What you need to do.
Write out the entries below once more, exactly.

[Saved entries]
▶

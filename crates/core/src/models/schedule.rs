use chrono::{DateTime, NaiveTime, Utc};
use serde::{Deserialize, Serialize};
use uuid::Uuid;

use crate::{
    calendar::LocalDayOfWeek,
    errors::{ClinicError, ClinicResult},
};

/// Recurring weekly availability of a doctor.
///
/// The window `[start_time, end_time)` on every `day_of_week` is carved into
/// `count` slots of equal length.
#[derive(Debug, Clone, PartialEq, Serialize, Deserialize)]
pub struct DoctorSchedule {
    pub id: Uuid,
    pub doctor_id: Uuid,
    /// `None` means the doctor's private office.
    pub clinic_id: Option<Uuid>,
    pub shift_id: Option<Uuid>,
    pub service_id: Uuid,
    pub day_of_week: LocalDayOfWeek,
    pub start_time: NaiveTime,
    pub end_time: NaiveTime,
    pub count: i32,
    pub created_at: DateTime<Utc>,
}

impl DoctorSchedule {
    /// True when the schedule can be carved into slots.
    pub fn is_well_formed(&self) -> bool {
        self.count >= 1 && self.end_time > self.start_time
    }
}

#[derive(Debug, Clone, Serialize, Deserialize)]
pub struct CreateScheduleRequest {
    pub doctor_id: Uuid,
    pub clinic_id: Option<Uuid>,
    pub shift_id: Option<Uuid>,
    pub service_id: Uuid,
    pub day_of_week: LocalDayOfWeek,
    pub start_time: NaiveTime,
    pub end_time: NaiveTime,
    pub count: i32,
}

impl CreateScheduleRequest {
    /// Rejects schedules the slot generator cannot carve.
    pub fn validate(&self) -> ClinicResult<()> {
        if self.count < 1 {
            return Err(ClinicError::Validation(format!(
                "Slot count must be at least 1, got {}",
                self.count
            )));
        }
        if self.end_time <= self.start_time {
            return Err(ClinicError::Validation(format!(
                "End time {} must be after start time {}",
                self.end_time, self.start_time
            )));
        }
        Ok(())
    }
}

◀

Solved exercise.
filename crates/core/src/models/schedule.rs
use chrono::{DateTime, NaiveTime, Utc};
use serde::{Deserialize, Serialize};
use uuid::Uuid;

use crate::{
    calendar::LocalDayOfWeek,
    errors::{ClinicError, ClinicResult},
};

/// Recurring weekly availability of a doctor.
///
/// The window `[start_time, end_time)` on every `day_of_week` is carved into
/// `count` slots of equal length.
#[derive(Debug, Clone, PartialEq, Serialize, Deserialize)]
pub struct DoctorSchedule {
    pub id: Uuid,
    pub doctor_id: Uuid,
    /// `None` means the doctor's private office.
    pub clinic_id: Option<Uuid>,
    pub shift_id: Option<Uuid>,
    pub service_id: Uuid,
    pub day_of_week: LocalDayOfWeek,
    pub start_time: NaiveTime,
    pub end_time: NaiveTime,
    pub count: i32,
    pub created_at: DateTime<Utc>,
}

impl DoctorSchedule {
    /// True when the schedule can be carved into slots.
    pub fn is_well_formed(&self) -> bool {
        self.count >= 1 && self.end_time > self.start_time
    }
}

#[derive(Debug, Clone, Serialize, Deserialize)]
pub struct CreateScheduleRequest {
    pub doctor_id: Uuid,
    pub clinic_id: Option<Uuid>,
    pub shift_id: Option<Uuid>,
    pub service_id: Uuid,
    pub day_of_week: LocalDayOfWeek,
    pub start_time: NaiveTime,
    pub end_time: NaiveTime,
    pub count: i32,
}

impl CreateScheduleRequest {
    /// Rejects schedules the slot generator cannot carve.
    pub fn validate(&self) -> ClinicResult<()> {
        if self.count < 1 {
            return Err(ClinicError::Validation(format!(
                "Slot count must be at least 1, got {}",
                self.count
            )));
        }
        if self.end_time <= self.start_time {
            return Err(ClinicError::Validation(format!(
                "End time {} must be after start time {}",
                self.end_time, self.start_time
            )));
        }
        Ok(())
    }
}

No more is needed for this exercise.